Вот только как сказать человеку, что он на всю жизнь останется инвалидом, — об этом в служебной инструкции не было ни слова. Полагались на то, что он и сам это заметит. Когда смотришь на окровавленную простыню, а она ниже твоих колен гладко прилегает к матрацу, и без медицинского образования поймешь, что уже не сможешь играть в футбол. Когда с твоих глаз снимают повязку, а ты ничего не видишь, не требуется специальный человек, который скажет, что с тобой случилось.

Он из всего этого выбрал улыбку, господин капитан медицинской службы. Вернее, улыбался его рот. А глаза уже смотрели на следующую койку.

— Вам повезло, — сказал он. — Могло бы попасть и в живот.

Могло бы. Было бы. Стало бы.

Везение, черт возьми, очень относительное понятие.


Мне, солдату Курту Герсону, повезло. Мне выпал крупный выигрыш: настоящее, несомненное увольнение из армии по ранению. Правда, мое ранение не было четко обозначено в том списке, который мы все знали наизусть — о таких вещах не говорят, как я и сам всю жизнь потом не говорил об этом, — но я отвоевался. В этом не было ни малейших сомнений. Уволен из армии с почестями. С благодарностью от отечества. Настоящий, государственно признанный герой. С головы до ног испятнанный славой. Да здравствует, да здравствует, да здравствует.

Бумаги уже давно были готовы. Все на месте.
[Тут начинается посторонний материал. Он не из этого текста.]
//! Resolution error types and diagnostics.

use std::path::PathBuf;

use miette::Diagnostic as MietteDiagnostic;
use thiserror::Error;

use crate::core::reference::ReferenceError;
use crate::core::target::{TargetKind, TargetLabel};
use crate::resolver::graph::EdgeKind;
use crate::util::diagnostic::{suggestions, Diagnostic};

/// Why a reference did not resolve.
#[derive(Debug, Clone, PartialEq, Eq)]
pub enum Unresolved {
    /// No build file exists for the referenced package.
    NoPackage,
    /// The package exists but declares no such target.
    NoTarget { similar: Vec<String> },
}

/// Error while resolving references into the target graph.
///
/// Like load errors, these are fatal: the graph is either fully resolved
/// or not built at all.
#[derive(Debug, Error, MietteDiagnostic)]
pub enum ResolveError {
    #[error("unresolved dependency `{reference}` of `{from}`")]
    #[diagnostic(code(keel::resolve::unresolved))]
    UnresolvedDependency {
        from: TargetLabel,
        reference: String,
        resolved: TargetLabel,
        file: PathBuf,
        reason: Unresolved,
    },

    #[error("invalid reference `{reference}` in `{from}`")]
    #[diagnostic(code(keel::resolve::bad_reference))]
    BadReference {
        from: TargetLabel,
        reference: String,
        file: PathBuf,
        #[source]
        source: ReferenceError,
    },

    #[error("`{from}` expects a {expected} target as {role}, but `{to}` is {found}")]
    #[diagnostic(code(keel::resolve::kind_mismatch))]
    KindMismatch {
        from: TargetLabel,
        to: TargetLabel,
        file: PathBuf,
        role: EdgeKind,
        expected: TargetKind,
        found: TargetKind,
    },

    #[error("`{from}` lists target reference `{reference}` as a schema file")]
    #[diagnostic(
        code(keel::resolve::file_expected),
        help("proto targets take .proto files in `srcs`; put other proto targets in `deps`")
    )]
    FileExpected {
        from: TargetLabel,
        reference: String,
        file: PathBuf,
    },

    #[error("cycle detected in target graph")]
    #[diagnostic(code(keel::resolve::cycle))]
    CycleDetected { targets: Vec<String> },
}

impl ResolveError {
    /// The build file the error was found in, if it belongs to one.
    pub fn file(&self) -> Option<&PathBuf> {
        match self {
            ResolveError::UnresolvedDependency { file, .. }
            | ResolveError::BadReference { file, .. }
            | ResolveError::KindMismatch { file, .. }
            | ResolveError::FileExpected { file, .. } => Some(file),
            ResolveError::CycleDetected { .. } => None,
        }
    }

    /// Convert to a user-friendly diagnostic.
    pub fn to_diagnostic(&self) -> Diagnostic {
        let diag = match self {
            ResolveError::UnresolvedDependency {
                from,
                reference,
                resolved,
                reason,
                ..
            } => {
                let mut diag = Diagnostic::error(format!(
                    "unresolved dependency `{}`",
                    reference
                ))
                .with_context(format!("required by `{}`", from));

                match reason {
                    Unresolved::NoPackage => {
                        let package = if resolved.package().is_empty() {
                            "the workspace root".to_string()
                        } else {
                            format!("`{}`", resolved.package())
                        };
                        diag = diag
                            .with_context(format!("no build file found in {}", package))
                            .with_suggestion(format!(
                                "Create {}/Keel.toml declaring `{}`",
                                if resolved.package().is_empty() { "." } else { resolved.package() },
                                resolved.name()
                            ));
                    }
                    Unresolved::NoTarget { similar } => {
                        diag = diag.with_context(format!(
                            "package `{}` declares no target `{}`",
                            resolved.package(),
                            resolved.name()
                        ));
                        if !similar.is_empty() {
                            diag = diag.with_context(format!(
                                "did you mean: {}?",
                                similar.join(", ")
                            ));
                        }
                    }
                }

                diag.with_suggestion(suggestions::UNRESOLVED)
            }

            ResolveError::BadReference {
                from,
                reference,
                source,
                ..
            } => Diagnostic::error(format!("invalid reference `{}`", reference))
                .with_context(format!("in `{}`", from))
                .with_context(source.to_string())
                .with_suggestion("Write references as `package+name` or `+name`"),

            ResolveError::KindMismatch {
                from,
                to,
                role,
                expected,
                found,
                ..
            } => Diagnostic::error(format!(
                "`{}` cannot use `{}` as {}",
                from, to, role
            ))
            .with_context(format!(
                "expected a {} ({}) target, found {} ({})",
                expected,
                expected.description(),
                found,
                found.description()
            ))
            .with_suggestion(format!("Reference a `{}` target instead", expected)),

            ResolveError::FileExpected {
                from, reference, ..
            } => Diagnostic::error(format!(
                "`{}` lists `{}` in `srcs`",
                from, reference
            ))
            .with_context("proto sources must be schema files")
            .with_suggestion(format!("Move `{}` to `deps`", reference)),

            ResolveError::CycleDetected { targets } => {
                Diagnostic::error("cycle detected in target graph")
                    .with_context(format!("cycle: {}", targets.join(" -> ")))
                    .with_suggestion("Break the cycle by removing one of the references")
            }
        };

        match self.file() {
            Some(file) => diag.with_location(file),
            None => diag,
        }
    }
}

/// Names from `candidates` that look like a misspelling of `wanted`.
pub(crate) fn similar_names<'a>(
    wanted: &str,
    candidates: impl IntoIterator<Item = &'a str>,
) -> Vec<String> {
    let wanted_lower = wanted.to_lowercase();
    candidates
        .into_iter()
        .filter(|c| {
            let c = c.to_lowercase();
            c.contains(&wanted_lower) || wanted_lower.contains(&c)
        })
        .map(|c| c.to_string())
        .collect()
}

#[cfg(test)]
mod tests {
    use super::*;

    #[test]
    fn test_unresolved_diagnostic() {
        let err = ResolveError::UnresolvedDependency {
            from: TargetLabel::new("lib/imagereader", "proto"),
            reference: "lib+common_proto".to_string(),
            resolved: TargetLabel::new("lib", "common_proto"),
            file: PathBuf::from("lib/imagereader/Keel.toml"),
            reason: Unresolved::NoTarget {
                similar: vec!["common_proto_lib".to_string()],
            },
        };

        let output = err.to_diagnostic().format(false);
        assert!(output.contains("unresolved dependency `lib+common_proto`"));
        assert!(output.contains("--> lib/imagereader/Keel.toml"));
        assert!(output.contains("required by `lib/imagereader+proto`"));
        assert!(output.contains("did you mean: common_proto_lib?"));
    }

    #[test]
    fn test_missing_package_diagnostic() {
        let err = ResolveError::UnresolvedDependency {
            from: TargetLabel::new("", "proto"),
            reference: "lib+common_proto".to_string(),
            resolved: TargetLabel::new("lib", "common_proto"),
            file: PathBuf::from("Keel.toml"),
            reason: Unresolved::NoPackage,
        };

        let output = err.to_diagnostic().format(false);
        assert!(output.contains("no build file found in `lib`"));
        assert!(output.contains("Create lib/Keel.toml declaring `common_proto`"));
    }

    #[test]
    fn test_cycle_diagnostic() {
        let err = ResolveError::CycleDetected {
            targets: vec!["+a".to_string(), "+b".to_string(), "+a".to_string()],
        };
        let output = err.to_diagnostic().format(false);
        assert!(output.contains("cycle: +a -> +b -> +a"));
        assert!(err.file().is_none());
    }

    #[test]
    fn test_similar_names() {
        let names = ["common_proto", "common_proto_lib", "imagereader"];
        assert_eq!(
            similar_names("common", names),
            ["common_proto", "common_proto_lib"]
        );
        assert!(similar_names("zzz", names).is_empty());
    }
}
Вместе с листком железнодорожной компании, который обеспечивал мне бесплатный проезд до дома. В графе „Требуются… костыли“ кто-то тщательно вписал зелеными чернилами „нет“ в предусмотренный для этого пустой прямоугольник. Костыли ему не требуются. Ему повезло.

Все было оформлено и подготовлено. Оставалось только сесть в поезд. А я все никак не садился. Так и торчал в лазарете. Больше месяца. От страха.
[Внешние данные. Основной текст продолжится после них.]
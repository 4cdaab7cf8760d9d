//! Shared utilities

pub mod config;
pub mod context;
pub mod diagnostic;
pub mod fs;
pub mod hash;
pub mod process;

pub use config::Config;
pub use context::GlobalContext;
pub use diagnostic::Diagnostic;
От волнения перед выходом на сцену.

Мне дали новую роль прямо в канун моего восемнадцатилетия. Мне выпало играть Курта Герсона. Роль совершенно нормального молодого мужчины, который вернулся с войны. И никто не должен был заметить, что это всего лишь роль. Я и понятия не имел, как и что делать. Как создавать образ нормальности и образ мужчины. Пока я еще не попал домой, я мог репетировать. Пробовать так и сяк. Перед публикой, которой до этого не было дела. Как все начинающие, я нещадно переигрывал.